Twilight stepped in here, knowing that if she didn’t he’d likely just keep going.

“I know, Jack, you told me all this, remember?” She said, gently, leaning her head into his side.

He’d had to tell her all of this - more slowly and in excruciatingly more detail as she asked him questions - as part of the process that he was at that very moment witnessing, the transfer of control and all that. It was that grilling that had been mentioned. Knowing what he did and didn’t do as regards the weather had been quite important in the handover, just in case there was something vital he forgotten to mention (not an unreasonable worry, all things considered).

“Right, yeah, just…”

Jack trailed off. Wasn’t sure where he was going with that.

“One less thing to worry about,” he said, after thinking about it. He’d been personally directing the weather now for so long it had become something of a reflex, and now that he’d had to consciously stop doing it its absence felt a bit weird.

“Exactly. Now come on. You’ve got thousands of years of things to catch up on so we should get started,” Twilight said, gently wrapping a wing around his middle to steer him away from the window and towards the soft furnishings and snacks. It worked.

“Space television, yeah!” He said, pumping a fist. Twilight looked at him sideways. She didn’t look impressed.

“It’s not really - no-one calls it that…”

Space television.,” Jack whispered, doing another, smaller fist pump. Twilight rolled her eyes but this time said nothing, just continuing to usher him onto a sofa and under a blanket.

The idea for the evening and the reason for the two of them being in a place with sofas and snacks and all that sort of thing was that they, two adults, were going to be having a funtime sleepover. Blankets and watching stuff and eating and that sort of thing. Maybe some hot goss, maybe passing notes - who was to say?
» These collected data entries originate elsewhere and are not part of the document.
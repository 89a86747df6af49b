pub mod config;
pub mod operations;
pub mod schema;

use std::str::FromStr;

use chrono::{DateTime, Utc};
use sqlx::sqlite::{SqliteConnectOptions, SqlitePoolOptions};
use sqlx::SqlitePool;
use thiserror::Error;

use crate::db::config::DbConfig;
use crate::types::QuestionType;

#[derive(Clone)]
pub struct Database {
    pool: SqlitePool,
}

impl Database {
    pub async fn connect(config: &DbConfig) -> Result<Self, DbInitError> {
        if let Some(parent) = config.path.parent() {
            std::fs::create_dir_all(parent).map_err(|e| DbInitError::Io(e.to_string()))?;
        }

        let db_url = format!("sqlite:{}?mode=rwc", config.path.display());
        let options = SqliteConnectOptions::from_str(&db_url)
            .map_err(|e| DbInitError::Config(e.to_string()))?
            .create_if_missing(true)
            .journal_mode(config.journal_mode.to_sqlx())
            .busy_timeout(config.busy_timeout)
            // Review records and cached questions are only removed by cascade.
            .foreign_keys(true);

        let pool = SqlitePoolOptions::new()
            .max_connections(config.max_connections)
            .connect_with(options)
            .await
            .map_err(DbInitError::Sqlx)?;

        schema::run_migrations(&pool).await?;

        tracing::info!(path = %config.path.display(), "practice database ready");
        Ok(Self { pool })
    }

    /// Private in-memory database. A single pinned connection keeps the
    /// schema alive for the lifetime of the pool.
    pub async fn connect_in_memory() -> Result<Self, DbInitError> {
        let options = SqliteConnectOptions::from_str("sqlite::memory:")
            .map_err(|e| DbInitError::Config(e.to_string()))?
            .foreign_keys(true);

        let pool = SqlitePoolOptions::new()
            .max_connections(1)
            .min_connections(1)
            .idle_timeout(None)
            .max_lifetime(None)
            .connect_with(options)
            .await
            .map_err(DbInitError::Sqlx)?;

        schema::run_migrations(&pool).await?;
        Ok(Self { pool })
    }

    pub fn pool(&self) -> &SqlitePool {
        &self.pool
    }

    pub async fn close(&self) {
        self.pool.close().await;
    }
}

#[derive(Debug, Error)]
pub enum DbInitError {
    #[error("IO error: {0}")]
    Io(String),
    #[error("Config error: {0}")]
    Config(String),
    #[error(transparent)]
    Sqlx(#[from] sqlx::Error),
}

#[derive(Debug, Error)]
pub enum StoreError {
    #[error(transparent)]
    Sqlx(#[from] sqlx::Error),
    #[error("invariant violated: {0}")]
    Invariant(String),
    #[error("review record {concept_id}/{question_type} changed concurrently")]
    Conflict {
        concept_id: String,
        question_type: QuestionType,
    },
    #[error("not found: {0}")]
    NotFound(String),
    #[error(transparent)]
    Json(#[from] serde_json::Error),
}

pub(crate) fn to_millis(at: DateTime<Utc>) -> i64 {
    at.timestamp_millis()
}

pub(crate) fn from_millis(ms: i64) -> Result<DateTime<Utc>, StoreError> {
    DateTime::from_timestamp_millis(ms)
        .ok_or_else(|| StoreError::Invariant(format!("timestamp {ms} out of range")))
}

#[cfg(test)]
mod tests {
    use super::*;

    #[tokio::test]
    async fn foreign_keys_stay_on_whatever_the_environment_says() {
        std::env::set_var("SQLITE_FOREIGN_KEYS", "false");
        let dir = tempfile::tempdir().unwrap();
        let config = DbConfig {
            path: dir.path().join("practice.db"),
            ..DbConfig::from_env()
        };
        let db = Database::connect(&config).await.unwrap();

        let enabled: i64 = sqlx::query_scalar("PRAGMA foreign_keys")
            .fetch_one(db.pool())
            .await
            .unwrap();
        assert_eq!(enabled, 1);
        db.close().await;
    }
}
They were both very excited, each in their own way, and both very pleased they’d suggested the idea.

The sleepover had actually been Nova’s idea, in point of fact, despite what Jack and Twilight might have thought. She had not-so-cunningly used her position as Twilight’s favoured pupil and Jack’s favoured space-captain to plant the idea in both their heads, letting them both think that they were the driving force and then just sitting back to let them go at it.
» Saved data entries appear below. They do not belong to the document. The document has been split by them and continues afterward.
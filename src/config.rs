use std::path::PathBuf;

use crate::db::config::DbConfig;
use crate::logging::LogConfig;
use crate::services::generator::GenerationConfig;
use crate::services::llm_provider::LLMConfig;
use crate::types::QuestionType;

#[derive(Debug, Clone)]
pub struct Config {
    pub log: LogConfig,
    pub database: DbConfig,
    pub llm: LLMConfig,
    pub generation: GenerationConfig,
    pub srs: SrsConfig,
    pub lexicon_path: Option<PathBuf>,
}

impl Config {
    pub fn from_env() -> Self {
        Self {
            log: LogConfig::from_env(),
            database: DbConfig::from_env(),
            llm: LLMConfig::from_env(),
            generation: GenerationConfig::from_env(),
            srs: SrsConfig::from_env(),
            lexicon_path: std::env::var("LEXICON_PATH")
                .ok()
                .filter(|v| !v.trim().is_empty())
                .map(PathBuf::from),
        }
    }
}

/// Which review tracks a concept gets when the learner marks it understood.
/// The tier ladder itself is fixed.
#[derive(Debug, Clone, PartialEq, Eq)]
pub struct SrsConfig {
    pub tracked_types: Vec<QuestionType>,
}

impl SrsConfig {
    pub fn from_env() -> Self {
        std::env::var("SRS_TRACKED_TYPES")
            .ok()
            .map(|raw| Self::parse(&raw))
            .filter(|config| !config.tracked_types.is_empty())
            .unwrap_or_default()
    }

    /// Unknown names are skipped with a warning.
    pub fn parse(raw: &str) -> Self {
        let mut tracked_types = Vec::new();
        for name in raw.split(',').map(str::trim).filter(|s| !s.is_empty()) {
            match name.parse::<QuestionType>() {
                Ok(t) if !tracked_types.contains(&t) => tracked_types.push(t),
                Ok(_) => {}
                Err(e) => tracing::warn!(error = %e, "ignoring SRS_TRACKED_TYPES entry"),
            }
        }
        Self { tracked_types }
    }

    /// Tracks for one concept: the configured ones, plus phonetic recall
    /// when the concept carries a reading worth drilling.
    pub fn tracks_for(&self, has_reading: bool) -> Vec<QuestionType> {
        let mut types = self.tracked_types.clone();
        if has_reading && !types.contains(&QuestionType::PhoneticRecall) {
            types.push(QuestionType::PhoneticRecall);
        }
        if !has_reading {
            types.retain(|t| *t != QuestionType::PhoneticRecall);
        }
        types
    }
}

impl Default for SrsConfig {
    fn default() -> Self {
        Self {
            tracked_types: vec![
                QuestionType::YesNo,
                QuestionType::MultipleChoice,
                QuestionType::Sentence,
            ],
        }
    }
}
//! Read-only reference index of dictionary entries.
//!
//! Loaded once at startup and shared behind an `Arc`; there is no API to
//! mutate it afterwards.

use std::collections::HashMap;
use std::path::Path;

use serde::Deserialize;
use thiserror::Error;

use crate::services::language::Language;

#[derive(Debug, Clone, PartialEq, Eq, Deserialize)]
#[serde(rename_all = "camelCase")]
pub struct LexiconEntry {
    pub language: Language,
    pub word: String,
    #[serde(default)]
    pub reading: String,
    #[serde(default)]
    pub meaning: String,
    #[serde(default)]
    pub part_of_speech: String,
}

#[derive(Debug, Error)]
pub enum LexiconError {
    #[error("failed to read lexicon: {0}")]
    Io(#[from] std::io::Error),
    #[error("failed to parse lexicon: {0}")]
    Json(#[from] serde_json::Error),
}

#[derive(Debug, Default)]
pub struct Lexicon {
    entries: HashMap<(Language, String), LexiconEntry>,
}

impl Lexicon {
    pub fn empty() -> Self {
        Self::default()
    }

    /// Later duplicates replace earlier ones.
    pub fn from_entries(entries: impl IntoIterator<Item = LexiconEntry>) -> Self {
        let entries = entries
            .into_iter()
            .map(|entry| ((entry.language, entry.word.clone()), entry))
            .collect();
        Self { entries }
    }

    /// Loads a JSON array of entries.
    pub fn load(path: &Path) -> Result<Self, LexiconError> {
        let raw = std::fs::read_to_string(path)?;
        let entries: Vec<LexiconEntry> = serde_json::from_str(&raw)?;
        let lexicon = Self::from_entries(entries);
        tracing::info!(path = %path.display(), entries = lexicon.len(), "lexicon loaded");
        Ok(lexicon)
    }

    pub fn get(&self, language: Language, word: &str) -> Option<&LexiconEntry> {
        self.entries.get(&(language, word.to_string()))
    }

    pub fn part_of_speech(&self, language: Language, word: &str) -> Option<&str> {
        self.get(language, word)
            .map(|entry| entry.part_of_speech.as_str())
            .filter(|pos| !pos.is_empty())
    }

    pub fn len(&self) -> usize {
        self.entries.len()
    }

    pub fn is_empty(&self) -> bool {
        self.entries.is_empty()
    }
}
This wasn’t wholly altruistic on Nova’s part, not born out of any desire she might have had to see her mentor and the weird alien thing get some rest and relaxation or anything like that. She’d mostly done it because both Jack and Twilight had plainly been pining for a night of one another’s company but had either elected to ignore this or were just both as bad as each other when it came to being blindingly oblivious.
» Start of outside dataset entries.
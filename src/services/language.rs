//! Target languages and how generated text is cut into checkable units.
//!
//! Each language maps to one [`Script`]. Han characters and kana are checked
//! one character at a time; every other letter run is checked as one
//! case-folded word. Anything that is not a letter (digits, punctuation,
//! whitespace, emoji and other pictographs) is universally legible and never
//! checked.

use std::fmt::{Display, Formatter};
use std::str::FromStr;

use serde::{Deserialize, Serialize};

#[derive(Debug, Clone, Copy, PartialEq, Eq, Hash, PartialOrd, Ord, Serialize, Deserialize)]
#[serde(try_from = "String", into = "String")]
pub enum Language {
    Chinese,
    Japanese,
    Spanish,
    French,
    German,
    Italian,
    Portuguese,
    English,
}

#[derive(Debug, Clone, Copy, PartialEq, Eq)]
pub enum Script {
    /// Han characters only (Chinese).
    Han,
    /// Han characters plus kana, both checked per character (Japanese).
    HanWithKana,
    /// Space-delimited words written in an alphabet.
    Alphabetic,
}

const LANGUAGE_CODES: [(&str, Language); 8] = [
    ("zh", Language::Chinese),
    ("ja", Language::Japanese),
    ("es", Language::Spanish),
    ("fr", Language::French),
    ("de", Language::German),
    ("it", Language::Italian),
    ("pt", Language::Portuguese),
    ("en", Language::English),
];

impl Language {
    pub fn code(self) -> &'static str {
        match self {
            Language::Chinese => "zh",
            Language::Japanese => "ja",
            Language::Spanish => "es",
            Language::French => "fr",
            Language::German => "de",
            Language::Italian => "it",
            Language::Portuguese => "pt",
            Language::English => "en",
        }
    }

    pub fn from_code(code: &str) -> Option<Self> {
        let code = code.trim().to_ascii_lowercase();
        let primary = code.split(['-', '_']).next().unwrap_or_default();
        LANGUAGE_CODES
            .iter()
            .find(|(c, _)| *c == primary)
            .map(|(_, lang)| *lang)
    }

    pub fn name(self) -> &'static str {
        match self {
            Language::Chinese => "Chinese",
            Language::Japanese => "Japanese",
            Language::Spanish => "Spanish",
            Language::French => "French",
            Language::German => "German",
            Language::Italian => "Italian",
            Language::Portuguese => "Portuguese",
            Language::English => "English",
        }
    }

    pub fn script(self) -> Script {
        match self {
            Language::Chinese => Script::Han,
            Language::Japanese => Script::HanWithKana,
            Language::Spanish
            | Language::French
            | Language::German
            | Language::Italian
            | Language::Portuguese
            | Language::English => Script::Alphabetic,
        }
    }

    /// Languages whose surface form is usually paired with a separate phonetic
    /// reading (pinyin, kana).
    pub fn has_phonetic_reading(self) -> bool {
        matches!(self.script(), Script::Han | Script::HanWithKana)
    }

    /// Splits `text` into the units that the known-vocabulary constraint is
    /// checked against. Units come back in order of appearance and may repeat.
    pub fn checked_units(self, text: &str) -> Vec<String> {
        segment(text)
    }
}

impl Display for Language {
    fn fmt(&self, f: &mut Formatter<'_>) -> std::fmt::Result {
        f.write_str(self.code())
    }
}

#[derive(Debug, Clone, PartialEq, Eq, thiserror::Error)]
#[error("unsupported language code: {0}")]
pub struct UnsupportedLanguage(pub String);

impl FromStr for Language {
    type Err = UnsupportedLanguage;

    fn from_str(s: &str) -> Result<Self, Self::Err> {
        Language::from_code(s).ok_or_else(|| UnsupportedLanguage(s.to_string()))
    }
}

impl TryFrom<String> for Language {
    type Error = UnsupportedLanguage;

    fn try_from(value: String) -> Result<Self, Self::Error> {
        value.parse()
    }
}

impl From<Language> for String {
    fn from(lang: Language) -> String {
        lang.code().to_string()
    }
}

pub fn is_han(c: char) -> bool {
    matches!(
        c as u32,
        0x3005 | 0x3007 | 0x3400..=0x4DBF | 0x4E00..=0x9FFF | 0xF900..=0xFAFF | 0x20000..=0x2EBEF
    )
}

pub fn is_kana(c: char) -> bool {
    matches!(
        c as u32,
        0x3040..=0x309F | 0x30A0..=0x30FF | 0x31F0..=0x31FF | 0xFF66..=0xFF9F
    )
}

/// Digits, punctuation, whitespace, emoji and other pictographs.
pub fn is_universal_glyph(c: char) -> bool {
    !c.is_alphabetic()
}

fn is_word_joiner(c: char) -> bool {
    matches!(c, '\'' | '\u{2019}' | '-')
}

fn is_syllabic(c: char) -> bool {
    is_han(c) || is_kana(c)
}

fn segment(text: &str) -> Vec<String> {
    let mut units = Vec::new();
    let mut word = String::new();
    let mut chars = text.chars().peekable();

    while let Some(c) = chars.next() {
        if is_syllabic(c) {
            flush_word(&mut word, &mut units);
            units.push(c.to_string());
        } else if c.is_alphabetic() {
            word.extend(c.to_lowercase());
        } else if is_word_joiner(c)
            && !word.is_empty()
            && chars.peek().is_some_and(|next| next.is_alphabetic() && !is_syllabic(*next))
        {
            word.push(c);
        } else {
            flush_word(&mut word, &mut units);
        }
    }
    flush_word(&mut word, &mut units);
    units
}

fn flush_word(word: &mut String, units: &mut Vec<String>) {
    if !word.is_empty() {
        units.push(std::mem::take(word));
    }
}

#[cfg(test)]
mod tests {
    use super::*;

    #[test]
    fn codes_round_trip_through_the_table() {
        for (code, lang) in LANGUAGE_CODES {
            assert_eq!(lang.code(), code);
            assert_eq!(Language::from_code(code), Some(lang));
        }
        assert_eq!(Language::from_code("zh-CN"), Some(Language::Chinese));
        assert_eq!(Language::from_code("pt_BR"), Some(Language::Portuguese));
        assert_eq!(Language::from_code("tlh"), None);
    }

    #[test]
    fn language_serializes_as_code() {
        assert_eq!(serde_json::to_string(&Language::Japanese).unwrap(), "\"ja\"");
        let lang: Language = serde_json::from_str("\"es\"").unwrap();
        assert_eq!(lang, Language::Spanish);
        assert!(serde_json::from_str::<Language>("\"xx\"").is_err());
    }

    #[test]
    fn chinese_is_checked_per_character() {
        let units = Language::Chinese.checked_units("我是学生。123 🙂");
        assert_eq!(units, vec!["我", "是", "学", "生"]);
    }

    #[test]
    fn chinese_reports_latin_runs_as_words() {
        let units = Language::Chinese.checked_units("这是Apple的");
        assert_eq!(units, vec!["这", "是", "apple", "的"]);
    }

    #[test]
    fn japanese_kana_are_checked_per_character() {
        let units = Language::Japanese.checked_units("ネコは学生です。");
        assert_eq!(units, vec!["ネ", "コ", "は", "学", "生", "で", "す"]);
    }

    #[test]
    fn hangul_runs_are_words() {
        let units = Language::Chinese.checked_units("猫 고양이!");
        assert_eq!(units, vec!["猫", "고양이"]);
    }

    #[test]
    fn alphabetic_words_are_case_folded() {
        let units = Language::French.checked_units("L'eau est très-bonne, Marie!");
        assert_eq!(units, vec!["l'eau", "est", "très-bonne", "marie"]);
    }

    #[test]
    fn trailing_joiners_are_not_part_of_words() {
        let units = Language::Spanish.checked_units("hola- ¿qué tal?");
        assert_eq!(units, vec!["hola", "qué", "tal"]);
    }

    #[test]
    fn pictographs_and_digits_are_universal() {
        assert!(is_universal_glyph('7'));
        assert!(is_universal_glyph('🐱'));
        assert!(is_universal_glyph('。'));
        assert!(!is_universal_glyph('a'));
        assert!(!is_universal_glyph('猫'));
    }
}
Which is to say, if Nova hadn’t done it then nothing would have happened, and the two of them would have just kept on moping and exchanging longing looks without actually doing anything about it.

Nova had not been able to bear it, and fervently hoped that the sleepover resolved something or moved something along or at the very least made it slightly more bearable to be around the two of them (as she so often had to be).

You could cut the tension with a knife sometimes, it was ridiculous.

And so it was that they were now in Twilight’s place, under blankets on a sofa in front of a very large, very fancy television-esque thing (that was much more advanced than any mere television, this being the future and all), set for an evening of not doing a lot other than hanging out. Like old times. Like really, really, really old times.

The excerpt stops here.